In case you missed it on Facebook or Notes, I figured I’d share the cover to my next book Goddamn Graveyard Zombies in this newsletter. We’ve still got another round of edits and some formatting to do, but it should be out in the world a lot sooner than expected. Here’s the cover:
And here’s the back cover copy:
Splatterpunk Award winner Lucas Mangum is back with a brand-new novella of fast-paced, gory horror.
Villano and Iyana want their wedding to be special, something that fits their unique personalities. That's why they chose their town's historical Lazarus Cemetery as the venue.
But their special ceremony has some uninvited guests.
When toxic ooze spills into a nearby well, the dead rise to crash the wedding with an insatiable hunger for brains.
Now, the young lovers and their friends must fight for survival in a struggle that leads them below the cemetery where the town's dark secrets await them.

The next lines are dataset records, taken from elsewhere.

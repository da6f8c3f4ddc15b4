use std::collections::HashMap;
use std::path::Path;

use crate::excel::extract::extract_records;
use crate::excel::io::read_workbook_sheets;
use crate::models::{Sheet, TeachingRecord};

/// Deduplica por (과목, 교사명) conservando el registro con más horas.
/// En empate gana el primero visto; se preserva el orden de primera aparición.
pub fn merge_records<I>(records: I) -> Vec<TeachingRecord>
where
    I: IntoIterator<Item = TeachingRecord>,
{
    let mut index: HashMap<(String, String), usize> = HashMap::new();
    let mut merged: Vec<TeachingRecord> = Vec::new();

    for rec in records {
        let key = (rec.subject.clone(), rec.teacher.clone());
        match index.get(&key) {
            Some(&pos) => {
                if rec.total_hours > merged[pos].total_hours {
                    merged[pos] = rec;
                }
            }
            None => {
                index.insert(key, merged.len());
                merged.push(rec);
            }
        }
    }

    merged
}

/// Ejecuta el extractor sobre todas las hojas del libro y fusiona los duplicados.
pub fn process_workbook(sheets: &[Sheet]) -> Vec<TeachingRecord> {
    let all = sheets.iter().flat_map(|s| {
        let recs: Vec<TeachingRecord> = extract_records(&s.rows).collect();
        if !recs.is_empty() {
            log::debug!("Hoja '{}': {} registros", s.name, recs.len());
        }
        recs
    });
    merge_records(all)
}

/// Lee un archivo .xlsx y devuelve sus registros ya fusionados.
pub fn process_workbook_file<P: AsRef<Path>>(path: P) -> Result<Vec<TeachingRecord>, Box<dyn std::error::Error>> {
    let sheets = read_workbook_sheets(path)?;
    Ok(process_workbook(&sheets))
}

Goddamn Graveyard Zombies is an old-school romp through the cemetery infused with twenty-first century nihilism.
There's no escape, not even in death.
Watch for a preorder link in the near future.
Currently reading: A Dark Matter and Floating Dragon, both by Peter Straub.
Currently watching: Still rewatching Lost. We’re almost finished the fifth season, and I have no idea why people turned against this show the way they did. Maybe they resented knowing it was coming to an end.
I also caught Sinners and I Saw the TV Glow. Both were incredibly special, each for its own reason. The former perfectly balanced the fun and poignancy that make the horror genre special. The latter left me absolutely gutted. Watch them both!